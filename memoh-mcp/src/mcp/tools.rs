//! MCP tool definitions for `tools/list`.

use serde_json::{json, Value};

pub fn get_mcp_tools() -> Vec<Value> {
    vec![
        json!({
            "name": "read",
            "description": "read file content",
            "inputSchema": {
                "type": "object",
                "properties": {
                    "path": {
                        "type": "string",
                        "description": "File path relative to the data directory"
                    }
                },
                "required": ["path"]
            }
        }),
        json!({
            "name": "write",
            "description": "write file content",
            "inputSchema": {
                "type": "object",
                "properties": {
                    "path": {
                        "type": "string",
                        "description": "File path relative to the data directory; missing parent directories are created"
                    },
                    "content": {
                        "type": "string",
                        "description": "Full file content. Existing files are overwritten"
                    }
                },
                "required": ["path", "content"]
            }
        }),
        json!({
            "name": "list",
            "description": "list directory entries",
            "inputSchema": {
                "type": "object",
                "properties": {
                    "path": {
                        "type": "string",
                        "description": "Directory relative to the data directory (default: the data directory itself)"
                    },
                    "recursive": {
                        "type": "boolean",
                        "description": "Include the whole subtree (default: false)"
                    }
                }
            }
        }),
        json!({
            "name": "edit",
            "description": "replace exact text in a file",
            "inputSchema": {
                "type": "object",
                "properties": {
                    "path": {
                        "type": "string",
                        "description": "File path relative to the data directory"
                    },
                    "old_text": {
                        "type": "string",
                        "description": "Text to replace. Must occur exactly once; quote style and trailing spaces are tolerated"
                    },
                    "new_text": {
                        "type": "string",
                        "description": "Replacement text"
                    }
                },
                "required": ["path", "old_text", "new_text"]
            }
        }),
        json!({
            "name": "exec",
            "description": "execute command",
            "inputSchema": {
                "type": "object",
                "properties": {
                    "command": {
                        "type": "string",
                        "description": "Program to run (no shell)"
                    },
                    "args": {
                        "type": "array",
                        "items": {"type": "string"},
                        "description": "Program arguments"
                    }
                },
                "required": ["command"]
            }
        }),
    ]
}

───

WORK ORDER: Send back every entry precisely as given.

EXERCISE SOLUTION:
filename memoh-mcp/src/mcp/tools.rs
//! MCP tool definitions for `tools/list`.

use serde_json::{json, Value};

pub fn get_mcp_tools() -> Vec<Value> {
    vec![
        json!({
            "name": "read",
            "description": "read file content",
            "inputSchema": {
                "type": "object",
                "properties": {
                    "path": {
                        "type": "string",
                        "description": "File path relative to the data directory"
                    }
                },
                "required": ["path"]
            }
        }),
        json!({
            "name": "write",
            "description": "write file content",
            "inputSchema": {
                "type": "object",
                "properties": {
                    "path": {
                        "type": "string",
                        "description": "File path relative to the data directory; missing parent directories are created"
                    },
                    "content": {
                        "type": "string",
                        "description": "Full file content. Existing files are overwritten"
                    }
                },
                "required": ["path", "content"]
            }
        }),
        json!({
            "name": "list",
            "description": "list directory entries",
            "inputSchema": {
                "type": "object",
                "properties": {
                    "path": {
                        "type": "string",
                        "description": "Directory relative to the data directory (default: the data directory itself)"
                    },
                    "recursive": {
                        "type": "boolean",
                        "description": "Include the whole subtree (default: false)"
                    }
                }
            }
        }),
        json!({
            "name": "edit",
            "description": "replace exact text in a file",
            "inputSchema": {
                "type": "object",
                "properties": {
                    "path": {
                        "type": "string",
                        "description": "File path relative to the data directory"
                    },
                    "old_text": {
                        "type": "string",
                        "description": "Text to replace. Must occur exactly once; quote style and trailing spaces are tolerated"
                    },
                    "new_text": {
                        "type": "string",
                        "description": "Replacement text"
                    }
                },
                "required": ["path", "old_text", "new_text"]
            }
        }),
        json!({
            "name": "exec",
            "description": "execute command",
            "inputSchema": {
                "type": "object",
                "properties": {
                    "command": {
                        "type": "string",
                        "description": "Program to run (no shell)"
                    },
                    "args": {
                        "type": "array",
                        "items": {"type": "string"},
                        "description": "Program arguments"
                    }
                },
                "required": ["command"]
            }
        }),
    ]
}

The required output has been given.